Now, it would be remarkably disingenuous to assume that the Israelis are unaware of the existence, organization or mission of the Palestinian Red Crescent ambulance service- Gaza and the West Bank are surveillance states where the Israelis enjoy complete autonomy in intelligence collection and surveillance and have direct contacts with the organizations in question. That a large convoy of Hamas fighters would disguise themselves as first responders (orange uniforms, trauma shears and all), commandeer an entire convoy of vehicles and drive not toward a vulnerable Israeli target, but towards an airstrike, boggles the mind…it is simply not internally consistent. Even if they were VBEIDs, why would they simply be driving towards an emergency, in convoy, and stopping to render aid? VBIEDs vs armored vehicles and dispersed infantry rely on speed and bulk to soak up small-arms fire until they’re close enough to detonate; pulling over and stopping is the antithesis of a successful attack profile. So, we can reasonably discount the notion that the IDF was institutionally in fear of these menacing ambulances and fire truck. That doesn’t mean that the actual soldiers who pulled their triggers didn’t have a credible fear, but that those fears were allowed to dictate their actions is a damning indictment on its own of Israeli discipline and operations.
So, if the convoy itself was not particularly threatening, why shoot? First, I think we need to understand the nature of the occupation itself.
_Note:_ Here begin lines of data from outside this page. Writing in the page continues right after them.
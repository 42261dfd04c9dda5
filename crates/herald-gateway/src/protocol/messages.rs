//! Gateway message format
//!
//! Defines the envelope shared by every frame in both directions.

use super::{IdentifyPayload, OpCode, ResumePayload};
use serde::{Deserialize, Serialize};
use serde_json::Value;

/// Gateway message format
///
/// All messages sent over the WebSocket connection follow this format.
#[derive(Debug, Clone, Serialize, Deserialize)]
pub struct GatewayMessage {
    /// Operation code
    pub op: OpCode,

    /// Event type (only for op=0 Dispatch)
    #[serde(default, skip_serializing_if = "Option::is_none")]
    pub t: Option<String>,

    /// Sequence number (only for op=0 Dispatch)
    #[serde(default, skip_serializing_if = "Option::is_none")]
    pub s: Option<u64>,

    /// Event data payload
    #[serde(default)]
    pub d: Option<Value>,
}

impl GatewayMessage {
    // === Client Messages ===

    /// Create a Heartbeat message (op=1) carrying the last seen sequence
    #[must_use]
    pub fn heartbeat(last_sequence: Option<u64>) -> Self {
        Self {
            op: OpCode::Heartbeat,
            t: None,
            s: None,
            d: Some(last_sequence.map_or(Value::Null, |s| Value::Number(s.into()))),
        }
    }

    /// Create an Identify message (op=2)
    pub fn identify(payload: &IdentifyPayload) -> Result<Self, serde_json::Error> {
        Ok(Self {
            op: OpCode::Identify,
            t: None,
            s: None,
            d: Some(serde_json::to_value(payload)?),
        })
    }

    /// Create a Resume message (op=6)
    pub fn resume(payload: &ResumePayload) -> Result<Self, serde_json::Error> {
        Ok(Self {
            op: OpCode::Resume,
            t: None,
            s: None,
            d: Some(serde_json::to_value(payload)?),
        })
    }

    // === Server Messages ===

    /// Create a Dispatch message (op=0)
    #[must_use]
    pub fn dispatch(event_type: impl Into<String>, sequence: u64, data: Value) -> Self {
        Self {
            op: OpCode::Dispatch,
            t: Some(event_type.into()),
            s: Some(sequence),
            d: Some(data),
        }
    }

    /// Create a Hello message (op=10)
    #[must_use]
    pub fn hello(heartbeat_interval: u64) -> Self {
        Self {
            op: OpCode::Hello,
            t: None,
            s: None,
            d: Some(serde_json::json!({ "heartbeat_interval": heartbeat_interval })),
        }
    }

    /// Create a Heartbeat ACK message (op=11)
    #[must_use]
    pub fn heartbeat_ack() -> Self {
        Self {
            op: OpCode::HeartbeatAck,
            t: None,
            s: None,
            d: None,
        }
    }

    /// Create a Reconnect message (op=7)
    #[must_use]
    pub fn reconnect() -> Self {
        Self {
            op: OpCode::Reconnect,
            t: None,
            s: None,
            d: None,
        }
    }

    /// Create an Invalid Session message (op=9)
    #[must_use]
    pub fn invalid_session(resumable: bool) -> Self {
        Self {
            op: OpCode::InvalidSession,
            t: None,
            s: None,
            d: Some(Value::Bool(resumable)),
        }
    }

    // === Utilities ===

    /// Serialize to JSON string
    pub fn to_json(&self) -> Result<String, serde_json::Error> {
        serde_json::to_string(self)
    }

    /// Deserialize from JSON string
    pub fn from_json(json: &str) -> Result<Self, serde_json::Error> {
        serde_json::from_str(json)
    }
}

impl std::fmt::Display for GatewayMessage {
    fn fmt(&self, f: &mut std::fmt::Formatter<'_>) -> std::fmt::Result {
        if let Some(t) = &self.t {
            write!(f, "GatewayMessage(op={}, t={}", self.op, t)?;
            if let Some(s) = self.s {
                write!(f, ", s={s}")?;
            }
            write!(f, ")")
        } else {
            write!(f, "GatewayMessage(op={})", self.op)
        }
    }
}
//! Telemetry and tracing setup

mod tracing_setup;

pub use tracing_setup::{try_init_tracing, try_init_tracing_with_config, TracingConfig, TracingError};
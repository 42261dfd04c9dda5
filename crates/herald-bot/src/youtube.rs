//! Playlist API client
//!
//! The bot needs four lookups: the channel owning a playlist, that channel's
//! uploads playlist, one page of a playlist, and whether a video is in a
//! playlist. [`VideoSource`] is the seam; [`YoutubeClient`] talks to the
//! YouTube Data API v3 over reqwest.

use async_trait::async_trait;
use chrono::{DateTime, Utc};
use serde::de::DeserializeOwned;
use serde::Deserialize;
use serde_json::Value;
use std::fmt;
use thiserror::Error;

/// Items requested per uploads page
pub const UPLOADS_PAGE_SIZE: u32 = 25;

/// Items requested when looking a video up in the watched playlist
pub const LOOKUP_PAGE_SIZE: u32 = 50;

/// Playlist API errors
#[derive(Debug, Error)]
pub enum YoutubeError {
    #[error("Playlist API request failed: {0}")]
    Request(#[from] reqwest::Error),

    /// The API answered with an error envelope
    #[error("Playlist API error {code}: {message}")]
    Api { code: u16, message: String },

    #[error("Unexpected playlist API response: {0}")]
    Decode(#[from] serde_json::Error),
}

/// One page of playlist items, newest first for an uploads playlist
#[derive(Debug, Clone, Default, Deserialize)]
#[serde(rename_all = "camelCase")]
pub struct PlaylistPage {
    #[serde(default)]
    pub items: Vec<PlaylistItem>,
    #[serde(default)]
    pub next_page_token: Option<String>,
}

#[derive(Debug, Clone, Deserialize)]
pub struct PlaylistItem {
    pub snippet: ItemSnippet,
}

impl PlaylistItem {
    pub fn video_id(&self) -> &str {
        &self.snippet.resource_id.video_id
    }

    pub fn published_at(&self) -> DateTime<Utc> {
        self.snippet.published_at
    }
}

#[derive(Debug, Clone, Deserialize)]
#[serde(rename_all = "camelCase")]
pub struct ItemSnippet {
    #[serde(default)]
    pub title: String,
    pub published_at: DateTime<Utc>,
    pub resource_id: ResourceId,
    #[serde(default)]
    pub video_owner_channel_title: Option<String>,
}

#[derive(Debug, Clone, Deserialize)]
#[serde(rename_all = "camelCase")]
pub struct ResourceId {
    pub video_id: String,
}

/// Lookups the bot performs against the playlist service
#[async_trait]
pub trait VideoSource: Send + Sync + 'static {
    /// Channel owning `playlist_id`, `None` when the playlist is missing or private
    async fn playlist_owner(&self, playlist_id: &str) -> Result<Option<String>, YoutubeError>;

    /// Uploads playlist of `channel_id`
    async fn uploads_playlist(&self, channel_id: &str) -> Result<Option<String>, YoutubeError>;

    /// One page of `playlist_id`
    async fn playlist_items_page(
        &self,
        playlist_id: &str,
        page_token: Option<&str>,
    ) -> Result<PlaylistPage, YoutubeError>;

    /// The entry for `video_id` in `playlist_id`, if present
    async fn find_in_playlist(
        &self,
        playlist_id: &str,
        video_id: &str,
    ) -> Result<Option<PlaylistItem>, YoutubeError>;
}

#[derive(Deserialize)]
#[serde(bound(deserialize = "T: Deserialize<'de>"))]
struct ItemList<T> {
    #[serde(default)]
    items: Vec<T>,
}

#[derive(Deserialize)]
#[serde(rename_all = "camelCase")]
struct PlaylistResource {
    snippet: PlaylistSnippet,
}

#[derive(Deserialize)]
#[serde(rename_all = "camelCase")]
struct PlaylistSnippet {
    channel_id: String,
}

#[derive(Deserialize)]
#[serde(rename_all = "camelCase")]
struct ChannelResource {
    content_details: ChannelContentDetails,
}

#[derive(Deserialize)]
#[serde(rename_all = "camelCase")]
struct ChannelContentDetails {
    related_playlists: RelatedPlaylists,
}

#[derive(Deserialize)]
struct RelatedPlaylists {
    uploads: Option<String>,
}

#[derive(Deserialize)]
struct ErrorEnvelope {
    error: ApiErrorBody,
}

#[derive(Deserialize)]
struct ApiErrorBody {
    #[serde(default)]
    code: u16,
    #[serde(default)]
    message: String,
}

/// Decode a response body, mapping the error envelope to [`YoutubeError::Api`]
///
/// The API reports failures as `{"error": {"code": .., "message": ..}}`,
/// with or without a non-success status.
fn decode<T: DeserializeOwned>(body: &str) -> Result<T, YoutubeError> {
    let value: Value = serde_json::from_str(body)?;
    if value.get("error").is_some() {
        let envelope: ErrorEnvelope = serde_json::from_value(value)?;
        return Err(YoutubeError::Api {
            code: envelope.error.code,
            message: envelope.error.message,
        });
    }
    Ok(serde_json::from_value(value)?)
}

/// YouTube Data API v3 client
#[derive(Clone)]
pub struct YoutubeClient {
    http: reqwest::Client,
    api_base: String,
    api_key: String,
}

impl YoutubeClient {
    pub fn new(api_base: impl Into<String>, api_key: impl Into<String>) -> Self {
        Self {
            http: reqwest::Client::new(),
            api_base: api_base.into().trim_end_matches('/').to_string(),
            api_key: api_key.into(),
        }
    }

    #[must_use]
    pub fn with_client(mut self, http: reqwest::Client) -> Self {
        self.http = http;
        self
    }

    async fn get<T: DeserializeOwned>(
        &self,
        resource: &str,
        query: &[(&str, &str)],
    ) -> Result<T, YoutubeError> {
        let body = self
            .http
            .get(format!("{}/{resource}", self.api_base))
            .query(query)
            .query(&[("key", self.api_key.as_str())])
            .send()
            .await?
            .text()
            .await?;

        decode(&body)
    }
}

#[async_trait]
impl VideoSource for YoutubeClient {
    async fn playlist_owner(&self, playlist_id: &str) -> Result<Option<String>, YoutubeError> {
        let list: ItemList<PlaylistResource> = self
            .get(
                "playlists",
                &[("part", "snippet"), ("id", playlist_id), ("maxResults", "1")],
            )
            .await?;

        Ok(list.items.into_iter().next().map(|playlist| playlist.snippet.channel_id))
    }

    async fn uploads_playlist(&self, channel_id: &str) -> Result<Option<String>, YoutubeError> {
        let list: ItemList<ChannelResource> = self
            .get(
                "channels",
                &[("part", "contentDetails"), ("id", channel_id), ("maxResults", "1")],
            )
            .await?;

        Ok(list
            .items
            .into_iter()
            .next()
            .and_then(|channel| channel.content_details.related_playlists.uploads))
    }

    async fn playlist_items_page(
        &self,
        playlist_id: &str,
        page_token: Option<&str>,
    ) -> Result<PlaylistPage, YoutubeError> {
        let page_size = UPLOADS_PAGE_SIZE.to_string();
        self.get(
            "playlistItems",
            &[
                ("part", "snippet"),
                ("playlistId", playlist_id),
                ("maxResults", page_size.as_str()),
                ("pageToken", page_token.unwrap_or_default()),
            ],
        )
        .await
    }

    async fn find_in_playlist(
        &self,
        playlist_id: &str,
        video_id: &str,
    ) -> Result<Option<PlaylistItem>, YoutubeError> {
        let page_size = LOOKUP_PAGE_SIZE.to_string();
        let page: PlaylistPage = self
            .get(
                "playlistItems",
                &[
                    ("part", "snippet"),
                    ("playlistId", playlist_id),
                    ("maxResults", page_size.as_str()),
                    ("videoId", video_id),
                ],
            )
            .await?;

        Ok(page.items.into_iter().next())
    }
}

impl fmt::Debug for YoutubeClient {
    fn fmt(&self, f: &mut fmt::Formatter<'_>) -> fmt::Result {
        f.debug_struct("YoutubeClient")
            .field("api_base", &self.api_base)
            .field("api_key", &"<redacted>")
            .finish()
    }
}
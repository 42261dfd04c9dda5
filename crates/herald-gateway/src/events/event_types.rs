//! Gateway event types
//!
//! Names carried in the `t` field of dispatch frames.

use std::fmt;

/// Gateway event types
///
/// Only the events this client reacts to have their own variant; everything
/// else is `Unknown` and is still delivered with its original name.
#[derive(Debug, Clone, Copy, PartialEq, Eq, Hash)]
pub enum GatewayEventType {
    // Connection events
    /// Sent after successful Identify
    Ready,
    /// Sent after a successful Resume has replayed missed events
    Resumed,

    // Guild events
    /// Guild available, joined, or created
    GuildCreate,
    /// Left guild, kicked, or guild deleted
    GuildDelete,

    // Channel events
    /// Channel created
    ChannelCreate,
    /// Channel deleted
    ChannelDelete,

    // Message events
    /// New message
    MessageCreate,
    /// Message edited
    MessageUpdate,
    /// Message deleted
    MessageDelete,

    /// Any event without a dedicated variant
    Unknown,
}

impl GatewayEventType {
    /// Get the string representation of the event type
    ///
    /// `Unknown` has no wire name; use the original name kept on the event.
    #[must_use]
    pub const fn as_str(self) -> &'static str {
        match self {
            Self::Ready => "READY",
            Self::Resumed => "RESUMED",
            Self::GuildCreate => "GUILD_CREATE",
            Self::GuildDelete => "GUILD_DELETE",
            Self::ChannelCreate => "CHANNEL_CREATE",
            Self::ChannelDelete => "CHANNEL_DELETE",
            Self::MessageCreate => "MESSAGE_CREATE",
            Self::MessageUpdate => "MESSAGE_UPDATE",
            Self::MessageDelete => "MESSAGE_DELETE",
            Self::Unknown => "UNKNOWN",
        }
    }

    /// Classify a wire event name
    #[must_use]
    pub fn from_name(name: &str) -> Self {
        match name {
            "READY" => Self::Ready,
            "RESUMED" => Self::Resumed,
            "GUILD_CREATE" => Self::GuildCreate,
            "GUILD_DELETE" => Self::GuildDelete,
            "CHANNEL_CREATE" => Self::ChannelCreate,
            "CHANNEL_DELETE" => Self::ChannelDelete,
            "MESSAGE_CREATE" => Self::MessageCreate,
            "MESSAGE_UPDATE" => Self::MessageUpdate,
            "MESSAGE_DELETE" => Self::MessageDelete,
            _ => Self::Unknown,
        }
    }
}

impl fmt::Display for GatewayEventType {
    fn fmt(&self, f: &mut fmt::Formatter<'_>) -> fmt::Result {
        write!(f, "{}", self.as_str())
    }
}
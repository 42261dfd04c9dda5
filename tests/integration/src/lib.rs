//! Integration test utilities
//!
//! Starts an in-process server that plays the gateway, the REST API and the
//! playlist API so the real WebSocket connector and HTTP clients can be
//! exercised end to end.

pub mod fixtures;
pub mod helpers;

pub use fixtures::*;
pub use helpers::*;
In Iraq and Afghanistan, the US Army and our Coalition allies generally took a light approach- the locals lived there and were going to keep living there; we were heavily-armed occupiers intruding to some extent on their lives and their culture, none of us were there to stay. We were not there to export America beyond the shallowest consumer goods and a firepower-enforced Pax Americana; we all knew that any actual changes from our work would take local adaptation, buy-in and implementation. That meant that, for vast swathes of the Army engaged with the locals, we were largely a fixture of the environment- peacekeeping, security, etc. With some exceptions, we were not shooting at many things or many people; the exceptions were generally very public and very violent full-spectrum operations. We certainly were not shooting at convoys of Iraqi ambulances and fire trucks. Israel’s occupation is different, however. The Israelis, in fact and increasingly in policy, are there to stay; there is talk of annexing the Gaza Strip directly or America taking control of the place, evicting the Palestinians and (presumably) resettling and rebuilding it as a part of Greater Israel with Israeli inhabitants. This isn’t occupation, this is conquest, and the actions of a conqueror are not necessarily the same as those of an occupying peacekeeper. For those Israeli soldiers, it’s a lot easier to view every Palestinian as a target- their very existence is an obstacle to the mission of conquest, their performance of state duties doubly so. Destruction of the Palestinian state and social infrastructure is a pillar of conquest and eviction, indeed, one could credibly argue that the Palestinian civil state as embodied by its workers is the primary obstacle to Israel’s claims that the enclave is uncivilized. This is not to say that there were direct orders to fire on civilians, but it is to say that there is far less of a military and cultural disincentive to doing so.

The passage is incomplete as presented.